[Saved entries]
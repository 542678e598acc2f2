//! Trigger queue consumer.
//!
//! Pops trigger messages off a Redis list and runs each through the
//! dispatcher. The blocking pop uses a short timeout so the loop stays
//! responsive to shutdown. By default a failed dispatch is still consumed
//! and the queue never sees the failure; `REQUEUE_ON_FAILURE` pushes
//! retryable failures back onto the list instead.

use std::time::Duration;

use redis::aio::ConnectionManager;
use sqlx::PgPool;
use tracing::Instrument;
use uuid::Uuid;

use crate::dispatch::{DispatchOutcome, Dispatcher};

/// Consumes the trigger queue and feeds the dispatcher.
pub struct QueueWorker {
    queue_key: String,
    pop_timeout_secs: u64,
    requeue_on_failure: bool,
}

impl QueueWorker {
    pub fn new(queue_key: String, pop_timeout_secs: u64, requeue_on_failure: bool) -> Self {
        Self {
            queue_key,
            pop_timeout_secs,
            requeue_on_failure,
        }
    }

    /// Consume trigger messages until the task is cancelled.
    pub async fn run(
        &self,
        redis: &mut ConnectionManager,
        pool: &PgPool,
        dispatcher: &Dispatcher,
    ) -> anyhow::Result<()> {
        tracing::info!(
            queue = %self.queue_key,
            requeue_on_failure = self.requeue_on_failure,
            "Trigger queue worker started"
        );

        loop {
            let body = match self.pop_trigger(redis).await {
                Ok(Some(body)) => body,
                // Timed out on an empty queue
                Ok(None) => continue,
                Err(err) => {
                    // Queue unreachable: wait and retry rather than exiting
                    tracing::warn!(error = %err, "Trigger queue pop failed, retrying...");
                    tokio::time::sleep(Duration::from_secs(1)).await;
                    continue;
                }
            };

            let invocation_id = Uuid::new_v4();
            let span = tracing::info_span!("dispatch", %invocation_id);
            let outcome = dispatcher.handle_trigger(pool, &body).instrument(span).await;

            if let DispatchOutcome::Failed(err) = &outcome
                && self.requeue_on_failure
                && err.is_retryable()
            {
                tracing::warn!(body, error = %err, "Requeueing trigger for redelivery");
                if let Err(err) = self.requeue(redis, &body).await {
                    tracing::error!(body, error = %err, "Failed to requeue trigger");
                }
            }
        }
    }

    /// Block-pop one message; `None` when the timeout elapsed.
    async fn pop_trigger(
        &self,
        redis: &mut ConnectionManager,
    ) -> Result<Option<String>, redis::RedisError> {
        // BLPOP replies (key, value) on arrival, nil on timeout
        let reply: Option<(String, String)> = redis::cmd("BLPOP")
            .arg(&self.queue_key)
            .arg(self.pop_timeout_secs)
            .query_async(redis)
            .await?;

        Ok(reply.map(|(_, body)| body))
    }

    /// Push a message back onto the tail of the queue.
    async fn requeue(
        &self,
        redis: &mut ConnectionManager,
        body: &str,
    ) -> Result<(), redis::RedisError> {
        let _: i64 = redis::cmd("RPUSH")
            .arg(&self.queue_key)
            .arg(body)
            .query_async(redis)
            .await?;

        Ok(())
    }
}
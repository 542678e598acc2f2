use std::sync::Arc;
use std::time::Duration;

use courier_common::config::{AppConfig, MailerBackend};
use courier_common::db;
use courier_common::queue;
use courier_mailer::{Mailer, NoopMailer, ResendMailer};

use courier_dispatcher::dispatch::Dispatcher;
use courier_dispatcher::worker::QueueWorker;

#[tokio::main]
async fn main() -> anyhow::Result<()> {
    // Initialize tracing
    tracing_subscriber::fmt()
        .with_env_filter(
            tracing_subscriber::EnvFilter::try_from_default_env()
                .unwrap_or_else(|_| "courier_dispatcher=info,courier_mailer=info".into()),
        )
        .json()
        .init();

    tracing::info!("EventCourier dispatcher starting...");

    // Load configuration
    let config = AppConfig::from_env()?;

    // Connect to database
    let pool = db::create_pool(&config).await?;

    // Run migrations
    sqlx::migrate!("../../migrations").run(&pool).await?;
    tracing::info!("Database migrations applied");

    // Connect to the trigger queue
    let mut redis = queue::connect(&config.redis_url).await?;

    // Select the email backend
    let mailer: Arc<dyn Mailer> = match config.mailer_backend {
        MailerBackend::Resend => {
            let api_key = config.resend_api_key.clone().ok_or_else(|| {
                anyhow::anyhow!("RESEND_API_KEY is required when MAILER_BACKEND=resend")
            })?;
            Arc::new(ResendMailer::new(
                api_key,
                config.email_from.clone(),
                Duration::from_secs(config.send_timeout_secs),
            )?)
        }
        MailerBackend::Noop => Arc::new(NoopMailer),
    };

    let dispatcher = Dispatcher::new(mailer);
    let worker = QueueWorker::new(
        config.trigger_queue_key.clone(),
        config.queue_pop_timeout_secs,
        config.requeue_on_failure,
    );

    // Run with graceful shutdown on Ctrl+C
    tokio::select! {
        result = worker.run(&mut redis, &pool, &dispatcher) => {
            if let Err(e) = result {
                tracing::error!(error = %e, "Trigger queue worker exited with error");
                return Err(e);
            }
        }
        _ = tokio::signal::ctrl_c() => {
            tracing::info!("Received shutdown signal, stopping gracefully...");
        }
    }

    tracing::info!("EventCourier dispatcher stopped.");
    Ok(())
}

• _Exercise objective_:
The answer is the lines above between the line holding "each through the" and the line holding "use uuid::Uuid;", inclusive, each written out exactly, and no others.

• _Reply to the task_:
//! Pops trigger messages off a Redis list and runs each through the
//! dispatcher. The blocking pop uses a short timeout so the loop stays
//! responsive to shutdown. By default a failed dispatch is still consumed
//! and the queue never sees the failure; `REQUEUE_ON_FAILURE` pushes
//! retryable failures back onto the list instead.

use std::time::Duration;

use redis::aio::ConnectionManager;
use sqlx::PgPool;
use tracing::Instrument;
use uuid::Uuid;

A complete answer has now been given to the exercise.